Но ополченцы, конечно же, первыми поняли, что никакой руки Москвы нет.
…Сидя за одним столом с Яценко, и то смеясь, то поражаясь его рассказам, я всё равно время от времени забывался и снова не мог понять: нет, всё-таки зачем было парню из Херсона – который имел подряды на Олимпиаде в Сочи, открывал филиалы своей фирмы во Львове и в Черновцах, – зачем ему понадобилось тянуть провода от одного отряда бородатых ополченцев к другим разбитным, гулевым, чубатым сепаратистам?!
* * *Догадываясь, что наткнулся на какую-то аномалию, я отдельно обсудил схожие темы с Павлом Губаревым, стоявшим, как мы помним, у самых истоков донбасской истории.
– Ты, накануне всех событий, имел своё рекламное агентство? И нормально себя чувствовал?
– Условно я мог себя отнести к «среднему классу». Мне до среднего класса чуть-чуть не хватало. Я мог себе позволить ездить по Европе всё лето, мог себе позволить всякие «ништяки», собирался квартиру покупать.
(Мысленно я пожал плечами: человек, который может всё лето ездить по Европе и купить в недешёвом Донецке квартиру – именно что средний класс, безо всяких «условно».)
– Дело не в этом, – говорит Губарев. – Широкий средний класс не построишь на присасывании к активам.
– Нет, – перебиваю я его, – Паш, вопрос об общечеловеческих приоритетах. «Средний класс» выбирает бабло, либо личную возможность его зарабатывать, как абсолютную ценность. Неважно, каким образом, – более-менее в рамках закона. Поэтому в Москве «средний класс» ходит на Болотную и на Марши мира, поддерживая в войне Майдана и Антимайдана – киевскую власть.
– Москвичи в этом плане почему-то другие, – задумчиво говорит Губарев. – Объяснить мне это сложно. Я не совсем понимаю Москву. Я там не жил.
– И я там не жил, – говорю я. – Но это так.
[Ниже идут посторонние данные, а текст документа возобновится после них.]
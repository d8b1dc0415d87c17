//! The game engine: board, turns, scores and the computer opponent.

use crate::action::MoveError;
use crate::heuristic::choose_move;
use crate::rules::{is_full, winning_line};
use crate::{Board, GameRng, GameStatus, Mark, Mode, Position, Scores, Square};
use serde::{Deserialize, Serialize};
use tracing::{debug, info, instrument, warn};

/// Tic-tac-toe game engine.
///
/// A synchronous state machine with no rendering or timing. Commands take
/// `&mut self`; a rejected command leaves every field untouched.
///
/// In [`Mode::PlayerVsComputer`], a human move that hands the turn to O
/// reserves the turn for the computer. Until the driver calls
/// [`GameEngine::play_computer_turn`], [`GameEngine::play`] rejects input
/// with [`MoveError::ComputerTurnPending`].
#[derive(Debug, Clone)]
pub struct GameEngine {
    board: Board,
    current: Mark,
    mode: Mode,
    status: GameStatus,
    scores: Scores,
    computer_pending: bool,
    history: Vec<Position>,
    rng: GameRng,
}

impl GameEngine {
    /// Creates an engine whose tie-breaks come from a fresh random seed.
    pub fn new(mode: Mode) -> Self {
        Self::with_rng(mode, GameRng::from_entropy())
    }

    /// Creates an engine with a fixed seed for reproducible computer play.
    pub fn with_seed(mode: Mode, seed: u64) -> Self {
        Self::with_rng(mode, GameRng::new(seed))
    }

    /// Creates an engine with the given random source.
    #[instrument(skip(rng), fields(seed = rng.seed()))]
    pub fn with_rng(mode: Mode, rng: GameRng) -> Self {
        debug!("Creating game engine");
        Self {
            board: Board::new(),
            current: Mark::X,
            mode,
            status: GameStatus::InProgress { current: Mark::X },
            scores: Scores::default(),
            computer_pending: false,
            history: Vec::new(),
            rng,
        }
    }

    // ─────────────────────────────────────────────────────────────
    //  Queries
    // ─────────────────────────────────────────────────────────────

    /// Returns the board.
    pub fn board(&self) -> &Board {
        &self.board
    }

    /// Returns the game status.
    pub fn status(&self) -> GameStatus {
        self.status
    }

    /// Returns the session scores.
    pub fn scores(&self) -> Scores {
        self.scores
    }

    /// Returns the game mode.
    pub fn mode(&self) -> Mode {
        self.mode
    }

    /// Mark to move, or the mark that made the final move once the game is over.
    pub fn current(&self) -> Mark {
        self.current
    }

    /// Positions played since the last reset, in order.
    pub fn history(&self) -> &[Position] {
        &self.history
    }

    /// Whether the computer has reserved the current turn.
    pub fn is_computer_turn_pending(&self) -> bool {
        self.computer_pending
    }

    /// Seed of the engine's random source.
    pub fn seed(&self) -> u64 {
        self.rng.seed()
    }

    /// The heuristic's choice for the mark to move.
    ///
    /// Depends only on the board and mark to move; the random source is
    /// consulted for corner and fallback tie-breaks. Returns `None` once the
    /// game is over.
    #[instrument(skip(self))]
    pub fn computer_move(&mut self) -> Option<Position> {
        match self.status {
            GameStatus::InProgress { current } => choose_move(&self.board, current, &mut self.rng),
            _ => None,
        }
    }

    /// Serializable view of the engine.
    pub fn snapshot(&self) -> Snapshot {
        Snapshot {
            board: self.board.squares().iter().map(|s| s.mark()).collect(),
            status: self.status,
            mode: self.mode,
            score_x: self.scores.get(Mark::X),
            score_o: self.scores.get(Mark::O),
            computer_pending: self.computer_pending,
            history: self.history.iter().map(|p| p.to_index()).collect(),
            seed: self.rng.seed(),
        }
    }

    // ─────────────────────────────────────────────────────────────
    //  Commands
    // ─────────────────────────────────────────────────────────────

    /// Plays the mark to move at `index` (0-8).
    ///
    /// # Errors
    ///
    /// Rejects out-of-range indices, finished games, pending computer turns
    /// and occupied squares. Nothing changes on rejection.
    #[instrument(skip(self), fields(player = ?self.current))]
    pub fn play(&mut self, index: usize) -> Result<GameStatus, MoveError> {
        let pos = Position::from_index(index).ok_or(MoveError::InvalidIndex(index))?;
        if self.status.is_over() {
            return Err(MoveError::GameOver);
        }
        if self.computer_pending {
            return Err(MoveError::ComputerTurnPending);
        }
        self.apply(pos)
    }

    /// Resolves a pending computer turn.
    ///
    /// Returns the square the computer took, or `None` if no turn was
    /// pending.
    #[instrument(skip(self))]
    pub fn play_computer_turn(&mut self) -> Option<Position> {
        if !self.computer_pending {
            return None;
        }
        self.computer_pending = false;

        let pos = self.computer_move()?;
        match self.apply(pos) {
            Ok(_) => {
                info!(position = ?pos, "Computer moved");
                Some(pos)
            }
            Err(e) => {
                warn!(error = %e, position = ?pos, "Computer move rejected");
                None
            }
        }
    }

    /// Clears the board for another round. Scores are kept.
    #[instrument(skip(self))]
    pub fn reset(&mut self) {
        debug!("Resetting board");
        self.board = Board::new();
        self.current = Mark::X;
        self.status = GameStatus::InProgress { current: Mark::X };
        self.computer_pending = false;
        self.history.clear();
    }

    /// Starts a fresh match: clears the board and zeroes scores.
    #[instrument(skip(self))]
    pub fn new_game(&mut self) {
        self.reset();
        self.scores = Scores::default();
    }

    /// Switches mode. Always starts a fresh match.
    #[instrument(skip(self))]
    pub fn set_mode(&mut self, mode: Mode) {
        info!(from = %self.mode, to = %mode, "Changing mode");
        self.mode = mode;
        self.new_game();
    }

    /// Places the current mark and advances the state machine.
    fn apply(&mut self, pos: Position) -> Result<GameStatus, MoveError> {
        if self.status.is_over() {
            return Err(MoveError::GameOver);
        }
        if self.board.get(pos) != Square::Empty {
            return Err(MoveError::SquareOccupied(pos));
        }

        let mark = self.current;
        self.board.place(pos, mark);
        self.history.push(pos);

        self.status = if let Some((winner, line)) = winning_line(&self.board) {
            self.scores.record_win(winner);
            info!(?winner, line = ?line.indices(), "Game won");
            GameStatus::Won { winner, line }
        } else if is_full(&self.board) {
            info!("Game tied");
            GameStatus::Tied
        } else {
            self.current = mark.opponent();
            GameStatus::InProgress {
                current: self.current,
            }
        };

        if !self.status.is_over() && self.mode.is_computer(self.current) {
            debug!("Reserving turn for computer");
            self.computer_pending = true;
        }

        debug!(position = ?pos, ?mark, status = ?self.status, "Move applied");
        Ok(self.status)
    }
}

impl Default for GameEngine {
    fn default() -> Self {
        Self::new(Mode::default())
    }
}

/// Serializable engine state for headless drivers.
#[derive(Debug, Clone, PartialEq, Eq, Serialize, Deserialize)]
pub struct Snapshot {
    /// Squares in row-major order; `None` is empty.
    pub board: Vec<Option<Mark>>,
    /// Game status.
    pub status: GameStatus,
    /// Game mode.
    pub mode: Mode,
    /// Wins for X this session.
    pub score_x: u32,
    /// Wins for O this session.
    pub score_o: u32,
    /// Whether the computer has reserved the turn.
    pub computer_pending: bool,
    /// Indices played since the last reset.
    pub history: Vec<usize>,
    /// Seed of the engine's random source; replaying with it reproduces the
    /// computer's choices.
    pub seed: u64,
}

#[cfg(test)]
mod tests {
    use super::*;

    fn play_all(engine: &mut GameEngine, moves: &[usize]) {
        for &m in moves {
            engine.play(m).unwrap();
        }
    }

    #[test]
    fn test_new_engine_starts_with_x() {
        let engine = GameEngine::with_seed(Mode::PlayerVsPlayer, 1);
        assert_eq!(engine.status(), GameStatus::InProgress { current: Mark::X });
        assert_eq!(engine.board(), &Board::new());
        assert_eq!(engine.scores(), Scores::default());
    }

    #[test]
    fn test_turns_alternate() {
        let mut engine = GameEngine::with_seed(Mode::PlayerVsPlayer, 1);
        assert_eq!(
            engine.play(4),
            Ok(GameStatus::InProgress { current: Mark::O })
        );
        assert_eq!(
            engine.play(0),
            Ok(GameStatus::InProgress { current: Mark::X })
        );
        assert_eq!(engine.history(), &[Position::Center, Position::TopLeft]);
    }

    #[test]
    fn test_win_records_score() {
        let mut engine = GameEngine::with_seed(Mode::PlayerVsPlayer, 1);
        play_all(&mut engine, &[0, 3, 1, 4, 2]);
        match engine.status() {
            GameStatus::Won { winner, line } => {
                assert_eq!(winner, Mark::X);
                assert_eq!(line.indices(), [0, 1, 2]);
            }
            other => panic!("expected win, got {other:?}"),
        }
        assert_eq!(engine.scores().get(Mark::X), 1);
        assert_eq!(engine.scores().get(Mark::O), 0);
        assert_eq!(engine.current(), Mark::X);
    }

    #[test]
    fn test_tie_does_not_score() {
        let mut engine = GameEngine::with_seed(Mode::PlayerVsPlayer, 1);
        play_all(&mut engine, &[0, 4, 2, 1, 7, 6, 3, 5, 8]);
        assert_eq!(engine.status(), GameStatus::Tied);
        assert_eq!(engine.scores(), Scores::default());
    }

    #[test]
    fn test_rejected_moves_leave_state_untouched() {
        let mut engine = GameEngine::with_seed(Mode::PlayerVsPlayer, 1);
        engine.play(4).unwrap();
        let before = engine.snapshot();

        assert_eq!(engine.play(4), Err(MoveError::SquareOccupied(Position::Center)));
        assert_eq!(engine.play(9), Err(MoveError::InvalidIndex(9)));
        assert_eq!(engine.snapshot(), before);
    }

    #[test]
    fn test_no_moves_after_game_over() {
        let mut engine = GameEngine::with_seed(Mode::PlayerVsPlayer, 1);
        play_all(&mut engine, &[0, 3, 1, 4, 2]);
        let before = engine.snapshot();
        assert_eq!(engine.play(8), Err(MoveError::GameOver));
        assert_eq!(engine.snapshot(), before);
        assert_eq!(engine.computer_move(), None);
    }

    #[test]
    fn test_computer_turn_is_reserved_after_human_move() {
        let mut engine = GameEngine::with_seed(Mode::PlayerVsComputer, 3);
        engine.play(0).unwrap();
        assert!(engine.is_computer_turn_pending());

        let before = engine.snapshot();
        assert_eq!(engine.play(1), Err(MoveError::ComputerTurnPending));
        assert_eq!(engine.snapshot(), before);

        assert_eq!(engine.play_computer_turn(), Some(Position::Center));
        assert!(!engine.is_computer_turn_pending());
        assert_eq!(engine.status(), GameStatus::InProgress { current: Mark::X });
        assert_eq!(engine.play_computer_turn(), None);
    }

    #[test]
    fn test_pvp_never_reserves_turns() {
        let mut engine = GameEngine::with_seed(Mode::PlayerVsPlayer, 3);
        engine.play(0).unwrap();
        assert!(!engine.is_computer_turn_pending());
        assert_eq!(engine.play_computer_turn(), None);
    }

    #[test]
    fn test_reset_keeps_scores_and_clears_pending() {
        let mut engine = GameEngine::with_seed(Mode::PlayerVsPlayer, 1);
        play_all(&mut engine, &[0, 3, 1, 4, 2]);
        engine.reset();
        assert_eq!(engine.board(), &Board::new());
        assert_eq!(engine.status(), GameStatus::InProgress { current: Mark::X });
        assert_eq!(engine.scores().get(Mark::X), 1);
        assert!(engine.history().is_empty());

        engine.set_mode(Mode::PlayerVsComputer);
        engine.play(0).unwrap();
        engine.reset();
        assert!(!engine.is_computer_turn_pending());
        assert_eq!(engine.play(4), Ok(GameStatus::InProgress { current: Mark::O }));
    }

    #[test]
    fn test_new_game_and_set_mode_zero_scores() {
        let mut engine = GameEngine::with_seed(Mode::PlayerVsPlayer, 1);
        play_all(&mut engine, &[0, 3, 1, 4, 2]);
        engine.new_game();
        assert_eq!(engine.scores(), Scores::default());

        play_all(&mut engine, &[0, 3, 1, 4, 2]);
        engine.set_mode(Mode::PlayerVsComputer);
        assert_eq!(engine.mode(), Mode::PlayerVsComputer);
        assert_eq!(engine.scores(), Scores::default());
        assert_eq!(engine.status(), GameStatus::InProgress { current: Mark::X });
    }

    #[test]
    fn test_snapshot_serializes() {
        let mut engine = GameEngine::with_seed(Mode::PlayerVsComputer, 5);
        engine.play(4).unwrap();
        let json = serde_json::to_value(engine.snapshot()).unwrap();
        assert_eq!(json["board"][4], "X");
        assert_eq!(json["board"][0], serde_json::Value::Null);
        assert_eq!(json["mode"], "pvc");
        assert_eq!(json["computer_pending"], true);
        assert_eq!(json["history"], serde_json::json!([4]));
        assert_eq!(json["seed"], 5);
    }
}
– Майдан был нам чужд на уровне культурно-исторических идей и мифов, – подумав, пояснил Губарев. – В душе все поддерживали антикоррупционную борьбу. Антиолигархические лозунги были очень комплиментарны и среднему классу на Донбассе. Просто об этом не принято было говорить, чтобы не лить воду на мельницу Майдана. Поэтому мы осуждающе смотрели и осуждающе молчали. Что касается «среднего класса», то присосками власти может быть только ограниченное количество людей.
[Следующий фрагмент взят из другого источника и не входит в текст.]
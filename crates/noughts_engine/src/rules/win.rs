//! Win detection logic for tic-tac-toe.

use crate::{Board, Line, Mark, Position, Square};
use tracing::instrument;

/// The eight winning lines: rows, then columns, then diagonals.
///
/// Win detection reports the first complete line in this order.
pub const WINNING_LINES: [Line; 8] = [
    // Rows
    Line::new([Position::TopLeft, Position::TopCenter, Position::TopRight]),
    Line::new([Position::MiddleLeft, Position::Center, Position::MiddleRight]),
    Line::new([Position::BottomLeft, Position::BottomCenter, Position::BottomRight]),
    // Columns
    Line::new([Position::TopLeft, Position::MiddleLeft, Position::BottomLeft]),
    Line::new([Position::TopCenter, Position::Center, Position::BottomCenter]),
    Line::new([Position::TopRight, Position::MiddleRight, Position::BottomRight]),
    // Diagonals
    Line::new([Position::TopLeft, Position::Center, Position::BottomRight]),
    Line::new([Position::TopRight, Position::Center, Position::BottomLeft]),
];

/// Returns the first line held entirely by one mark, with that mark.
#[instrument(level = "trace")]
pub fn winning_line(board: &Board) -> Option<(Mark, Line)> {
    WINNING_LINES.iter().find_map(|line| {
        let [a, b, c] = line.positions();
        match board.get(a) {
            Square::Occupied(mark) if board.get(b) == board.get(a) && board.get(c) == board.get(a) => {
                Some((mark, *line))
            }
            _ => None,
        }
    })
}

/// Checks if there is a winner on the board.
///
/// Returns `Some(mark)` if the mark has three in a row, `None` otherwise.
#[instrument(level = "trace")]
pub fn check_winner(board: &Board) -> Option<Mark> {
    winning_line(board).map(|(mark, _)| mark)
}
//! Tests for TUI application state and key handling.

use crossterm::event::KeyCode;
use noughts::{App, Flow, move_cursor};
use noughts_engine::{GameEngine, GameStatus, Mark, Mode, Position};

fn press(app: &mut App, keys: &str) {
    for c in keys.chars() {
        assert_eq!(app.handle_key(KeyCode::Char(c)), Flow::Continue);
    }
}

#[test]
fn test_digit_keys_play_and_move_cursor() {
    let mut app = App::new(GameEngine::new(Mode::PlayerVsPlayer));
    press(&mut app, "9");
    assert_eq!(app.cursor(), Position::BottomRight);
    assert_eq!(
        app.engine().board().get(Position::BottomRight).mark(),
        Some(Mark::X)
    );
    assert_eq!(app.headline(), "Player O's Turn");
}

#[test]
fn test_enter_plays_cursor_square() {
    let mut app = App::new(GameEngine::new(Mode::PlayerVsPlayer));
    app.handle_key(KeyCode::Up);
    app.handle_key(KeyCode::Left);
    assert_eq!(app.cursor(), Position::TopLeft);
    app.handle_key(KeyCode::Enter);
    assert_eq!(app.engine().history(), &[Position::TopLeft]);
}

#[test]
fn test_occupied_square_reports_error() {
    let mut app = App::new(GameEngine::new(Mode::PlayerVsPlayer));
    press(&mut app, "55");
    assert_eq!(app.message(), "Center is already occupied");
    assert_eq!(app.engine().history().len(), 1);
}

#[test]
fn test_unmapped_keys_are_ignored() {
    let mut app = App::new(GameEngine::new(Mode::PlayerVsPlayer));
    press(&mut app, "0x");
    assert_eq!(app.engine().board().occupied(), 0);
    assert_eq!(app.cursor(), Position::Center);
}

#[test]
fn test_win_then_reset_keeps_scores() {
    let mut app = App::new(GameEngine::new(Mode::PlayerVsPlayer));
    press(&mut app, "14253");
    assert_eq!(app.headline(), "Player X wins!");
    assert_eq!(app.message(), "Press 'r' to play again or 'n' for a new game.");
    assert_eq!(app.engine().scores().get(Mark::X), 1);

    press(&mut app, "r");
    assert_eq!(app.engine().board().occupied(), 0);
    assert_eq!(app.engine().scores().get(Mark::X), 1);
    assert_eq!(app.headline(), "Player X's Turn");

    press(&mut app, "n");
    assert_eq!(app.engine().scores().get(Mark::X), 0);
}

#[test]
fn test_mode_toggle_starts_new_game() {
    let mut app = App::new(GameEngine::new(Mode::PlayerVsPlayer));
    press(&mut app, "5m");
    assert_eq!(app.engine().mode(), Mode::PlayerVsComputer);
    assert_eq!(app.engine().board().occupied(), 0);
    assert_eq!(app.message(), "Player vs Computer - new game started.");
}

#[test]
fn test_quit_keys() {
    let mut app = App::new(GameEngine::new(Mode::PlayerVsPlayer));
    assert_eq!(app.handle_key(KeyCode::Char('q')), Flow::Quit);
    assert_eq!(app.handle_key(KeyCode::Esc), Flow::Quit);
}

#[test]
fn test_computer_turn_in_pvc() {
    let mut app = App::new(GameEngine::with_seed(Mode::PlayerVsComputer, 3));
    press(&mut app, "1");
    assert!(app.engine().is_computer_turn_pending());
    assert_eq!(app.headline(), "Computer is thinking...");

    press(&mut app, "2");
    assert_eq!(app.message(), "Waiting for the computer to move");

    app.computer_turn();
    assert_eq!(app.message(), "Computer played Center.");
    assert_eq!(app.headline(), "Player X's Turn");
    assert!(matches!(
        app.engine().status(),
        GameStatus::InProgress { current: Mark::X }
    ));
}

#[test]
fn test_reset_cancels_pending_computer_turn() {
    let mut app = App::new(GameEngine::with_seed(Mode::PlayerVsComputer, 3));
    press(&mut app, "1r");
    assert!(!app.engine().is_computer_turn_pending());

    app.computer_turn();
    assert_eq!(app.engine().board().occupied(), 0);
}

#[test]
fn test_cursor_stops_at_edges() {
    assert_eq!(move_cursor(Position::TopLeft, KeyCode::Left), Position::TopLeft);
    assert_eq!(move_cursor(Position::TopLeft, KeyCode::Up), Position::TopLeft);
    assert_eq!(move_cursor(Position::Center, KeyCode::Right), Position::MiddleRight);
    assert_eq!(move_cursor(Position::Center, KeyCode::Down), Position::BottomCenter);
    assert_eq!(
        move_cursor(Position::BottomCenter, KeyCode::Down),
        Position::BottomCenter
    );
    assert_eq!(move_cursor(Position::MiddleRight, KeyCode::Right), Position::MiddleRight);
    assert_eq!(move_cursor(Position::Center, KeyCode::Tab), Position::Center);
}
Думаю, в майданное движение пошла та часть «среднего класса», которая не пристроилась в присосочно-отсосочную пирамиду. А я не собирался в неё встраиваться. Она мне противна по духу. Я старый революционер, красный националист, мне всё это претило. Я тихо ненавидел эту власть, хотя мне иногда приходилось с ней иметь дело.
«Нет, Паша, – думал я. – Ты всё говоришь правильно, но ты был именно “средний класс”, и вполне себя встроил в пирамиду: с большим или меньшим успехом. Пожалуй, всё-таки с бо́льшим, чем огромное количество участников Майдана. Как, впрочем, и Виктор Яценко, с которым мы обсуждали ровно ту же самую тему».
Если вспомнить Харьков, размышляю я дальше, там поначалу все знали главу местного «Оплота» Евгения Жилина – чьи антимайданные ролики так подействовали в своё время на Захарченко. Когда никто ещё ведать не ведал ни одного из будущих персонажей и героев донбасской войны – все уже слышали про Жилина и его «Оплот». Но ведь Жилин тоже занимался бизнесом: у него был бойцовский клуб по боям без правил, и он имел возможность системно помогать ветеранам Великой Отечественной – не спорадически, а из года в год. Жилин был удачливым представителем «среднего класса», хоть и со специфическими увлечениями.
Помимо Константина Долгова, главы, напомню, собственного PR-агентства, был в Харькове ещё и другой важный человек – Алексей Верещагин. Они тогда вместе водили многотысячные толпы на штурм администраций, и вдвоём были у Кернеса со своими революционными требованиями; после чего их и повязали.
С Верещагиным я тоже общался – в Луганске, в октябре 2014 года, он был тогда в подразделении ополченцев «Ночные волки». Огромный такой, бритый наголо, харизматичный тип моего возраста. Верещагин до войны был руководителем производства – что-то связанное то ли с кирпичом, то ли с бетоном.